2. Materials and Methods
2.1. Study Design
This was a retrospective cross-sectional study that used phase 1 data from the Africa Wits INDEPTH Partnership for Genomic Research (AWI-Gen). The phase 1 data consisted of a total of 1399 records of individuals aged 40 years and above (428 males and 971 females). The sample size was calculated based on a reported MetS prevalence rate of 22.1% [5]. There was a sampling error of 5%, and a 95% confidence interval with a design effect set at 2. The sample size for the present study was 575 record files of participants. From the 1339 individual records gathered, a statistical software package for social sciences (SPSS) version 25 was used to randomly select a sample size of 575 participants. The study was conducted in the DIMAMO HDSS, which includes Dikgale, Mamabolo, and Mothiba, previously referred to as the Dikgale Health Demographic Surveillance Site (Dikgale HDSS). This site is situated in the Capricorn District of Limpopo Province, South Africa. The Turfloop Research Ethics Committee (TREC) approved the ethical guidelines for the research (TREC/232/2018:PG). Additionally, the Dikgale Tribal Authority permitted the study, and all participants gave their written informed consent.
2.2. Data Collection
Participant information was gathered using the AWI-Gen H3Africa questionnaire, which included sections on sociodemographic factors (such as gender, marital status, education, occupation, age, employment status, and household characteristics) and lifestyle factors. A qualified research nurse, assisted by trained research assistants, collected anthropometric data and blood samples. Waist circumference was measured with a SECA measuring tape (manufactured by SECA, Hamburg, Germany). Blood pressure was taken with an Omron blood pressure monitor (Omron Healthcare Inc., Shanghai, China), with three readings taken and the average of the last two used. Biochemical analysis, including total cholesterol (TC), triglycerides (TG), high-density lipoprotein cholesterol (HDL-C), and glucose, was performed using a Randox Plus clinical chemistry analyzer (UK). The Friedewald formula was applied to calculate low-density lipoprotein cholesterol (LDL-C), using the values of TC, HDL-C, and TG in mmol/L: LDL-C = TC − HDL-C − (TG/5). This formula was not used for TG concentrations exceeding 4.5 mmol/L. Further methodological details are provided elsewhere [15]

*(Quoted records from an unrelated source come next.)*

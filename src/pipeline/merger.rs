//! 合并阶段：按分块编号顺序拼接分块产物
//!
//! 表格只保留第一个分块的表头行；未解析行直接拼接。调用方传入的路径
//! 必须已按分块编号升序排列，这里不依赖目录列举顺序。

use super::schema::CanonicalHeader;
use super::tabularizer::render_table;
use crate::error::Result;
use std::fs::File;
use std::io::{self, BufRead, BufReader, BufWriter, Write};
use std::path::{Path, PathBuf};

/// 合并分块表格；没有任何分块表时写出只有表头的表格
pub fn merge_tables(
    chunk_tables: &[PathBuf],
    header: &CanonicalHeader,
    dest: &Path,
) -> Result<()> {
    let mut output = BufWriter::new(File::create(dest)?);

    if chunk_tables.is_empty() {
        tracing::warn!("变体 {} 没有可合并的分块表格，只写出表头", header.variant());
        render_table(&mut output, header, &[])?;
        output.flush()?;
        return Ok(());
    }

    let mut skipped = Vec::new();
    for (index, path) in chunk_tables.iter().enumerate() {
        tracing::info!(
            "变体 {}: 合并分块表格 {}/{}",
            header.variant(),
            index + 1,
            chunk_tables.len()
        );
        let mut input = BufReader::new(File::open(path)?);
        if index > 0 {
            skipped.clear();
            input.read_until(b'\n', &mut skipped)?;
        }
        io::copy(&mut input, &mut output)?;
    }

    output.flush()?;
    Ok(())
}

/// 拼接各分块的未解析行文件
pub fn merge_leftovers(chunk_files: &[PathBuf], dest: &Path) -> Result<()> {
    let mut output = BufWriter::new(File::create(dest)?);

    for (index, path) in chunk_files.iter().enumerate() {
        tracing::info!("合并未解析行分块 {}/{}", index + 1, chunk_files.len());
        let mut input = File::open(path)?;
        io::copy(&mut input, &mut output)?;
    }

    output.flush()?;
    Ok(())
}
//! 配置模块的集成测试

use tempfile::TempDir;

#[cfg(test)]
mod config_tests {
    use super::*;
    use fwlog_parser::concurrent::FailurePolicy;
    use fwlog_parser::config::{Config, DEFAULT_CHUNK_SIZE, DEFAULT_FALLBACK_YEAR, PipelineConfig};

    #[test]
    fn test_default_pipeline_config() {
        let config = PipelineConfig::default();

        assert_eq!(config.chunk_size, DEFAULT_CHUNK_SIZE);
        assert!(config.max_workers >= 1);
        assert_eq!(config.max_threads, 1);
        assert!(!config.preserve_intermediate);
        assert_eq!(config.failure_policy, FailurePolicy::FailFast);
        assert_eq!(config.fallback_year, DEFAULT_FALLBACK_YEAR);
        assert_eq!(config.variants, vec!["hw", "cp"]);
    }

    #[test]
    fn test_config_deserialization() {
        let toml_content = r#"
[log]
enable_stdout = false
log_dir = "custom_logs"
level = "debug"

[pipeline]
chunk_size = 65536
max_workers = 6
max_threads = 2
preserve_intermediate = true
failure_policy = "best-effort"
fallback_year = 2024
variants = ["cp"]
"#;

        let config = Config::from_str(toml_content).unwrap();

        assert!(!config.log.enable_stdout);
        assert_eq!(config.log.log_dir, "custom_logs");
        assert_eq!(config.log.level, "debug");
        assert_eq!(config.pipeline.chunk_size, 65536);
        assert_eq!(config.pipeline.max_workers, 6);
        assert_eq!(config.pipeline.max_threads, 2);
        assert!(config.pipeline.preserve_intermediate);
        assert_eq!(config.pipeline.failure_policy, FailurePolicy::BestEffort);
        assert_eq!(config.pipeline.fallback_year, 2024);
        assert_eq!(config.pipeline.variants, vec!["cp"]);
    }

    #[test]
    fn test_partial_config_uses_defaults() {
        let config = Config::from_str("[pipeline]\nmax_threads = 4\n").unwrap();

        assert_eq!(config.pipeline.max_threads, 4);
        assert_eq!(config.pipeline.chunk_size, DEFAULT_CHUNK_SIZE);
        assert_eq!(config.log.level, "info");
    }

    #[test]
    fn test_invalid_configs_are_rejected() {
        let cases = [
            "[pipeline]\nchunk_size = 0\n",
            "[pipeline]\nmax_workers = 0\n",
            "[pipeline]\nfallback_year = 0\n",
            "[pipeline]\nvariants = []\n",
            "[pipeline]\nfailure_policy = \"sometimes\"\n",
            "[log]\nlevel = \"loud\"\n",
            "not toml at all = = =",
        ];
        for content in cases {
            assert!(Config::from_str(content).is_err(), "accepted: {content}");
        }
    }

    #[test]
    fn test_save_and_load_roundtrip() {
        let temp_dir = TempDir::new().unwrap();
        let path = temp_dir.path().join("fwlog.toml");

        let mut config = Config::default();
        config.pipeline.chunk_size = 1024;
        config.pipeline.failure_policy = FailurePolicy::BestEffort;
        config.pipeline.variants = vec!["cp".to_string(), "hw".to_string()];
        config.save_to_file(&path).unwrap();

        let loaded = Config::from_file(&path).unwrap();
        assert_eq!(loaded.pipeline.chunk_size, 1024);
        assert_eq!(loaded.pipeline.failure_policy, FailurePolicy::BestEffort);
        assert_eq!(loaded.pipeline.variants, vec!["cp", "hw"]);
    }

    #[test]
    fn test_missing_config_file() {
        let temp_dir = TempDir::new().unwrap();
        let err = Config::from_file(temp_dir.path().join("nope.toml")).unwrap_err();
        assert!(err.is_io_error());
    }
}
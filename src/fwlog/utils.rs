use chrono::NaiveDateTime;
use regex::Regex;

/// 按“前置边界 + 锚定模式”从左到右扫描参数串，提取 (键, 值) 对
///
/// `regex` 不支持后行断言，这里以逐字符扫描代替：对每个字符边界，
/// 若其前文满足 `boundary`，则在后缀上尝试 `^` 锚定的 `pattern`（捕获组 1 为键，
/// 2 为值）。匹配成功后从匹配末尾继续扫描，否则前进一个字符。
pub(crate) fn scan_pairs<'t, B>(
    text: &'t str,
    pattern: &Regex,
    boundary: B,
) -> Vec<(&'t str, &'t str)>
where
    B: Fn(&str) -> bool,
{
    let mut pairs = Vec::new();
    let mut pos = 0usize;

    while pos <= text.len() {
        if boundary(&text[..pos]) {
            if let Some(caps) = pattern.captures(&text[pos..]) {
                let key = caps.get(1).map_or("", |m| m.as_str());
                let value = caps.get(2).map_or("", |m| m.as_str());
                pairs.push((key, value));

                let consumed = caps.get(0).map_or(0, |m| m.end());
                if consumed > 0 {
                    pos += consumed;
                    continue;
                }
            }
        }

        match text[pos..].chars().next() {
            Some(c) => pos += c.len_utf8(),
            None => break,
        }
    }

    pairs
}

/// 将不含年份的信封时间（如 `Sep  9 11:56:41`）与默认年份组合并规范化
///
/// 返回 `(紧凑时间戳 %Y%m%d%H%M%S, 日期时间 %Y-%m-%d %H:%M:%S)`；
/// 不构成合法日历日期时返回 `None`。
pub(crate) fn normalize_timestamp(
    base: &str,
    fallback_year: i32,
) -> Option<(String, String)> {
    let compact = base.split_whitespace().collect::<Vec<_>>().join(" ");
    let dt = NaiveDateTime::parse_from_str(
        &format!("{fallback_year} {compact}"),
        "%Y %b %d %H:%M:%S",
    )
    .ok()?;

    Some((
        dt.format("%Y%m%d%H%M%S").to_string(),
        dt.format("%Y-%m-%d %H:%M:%S").to_string(),
    ))
}

/// 去除行尾的 `\n` / `\r\n`
pub fn strip_line_ending(line: &str) -> &str {
    let line = line.strip_suffix('\n').unwrap_or(line);
    line.strip_suffix('\r').unwrap_or(line)
}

2.3. Main Outcome and Selected Explanatory Variables
The outcome variable in this study was MetS status grouped into metabolic syndrome and non-metabolic syndrome. The outcome was obtained by dichotomizing the metabolic category. The data were prepared using the harmonized definition for MetS, which was agreed upon in 2009, defined as the coexistence of any 3 of the following: a waist circumference of ≥94 cm in men and ≥82 cm in women, raised triglycerides of ≥150 mg/dL/1.7 mmol/L, reduced HDL-C < 40 mg/dL/1.03 mmol/L in males and <50 mg/dL/1.29 mml/L in females, raised blood pressure (with a systolic pressure of (≥130 mmHg), and/or a diastolic pressure of ≥85 mmHg and high FPG ≥ 100 mg/dL/5.6 mmol/L [16].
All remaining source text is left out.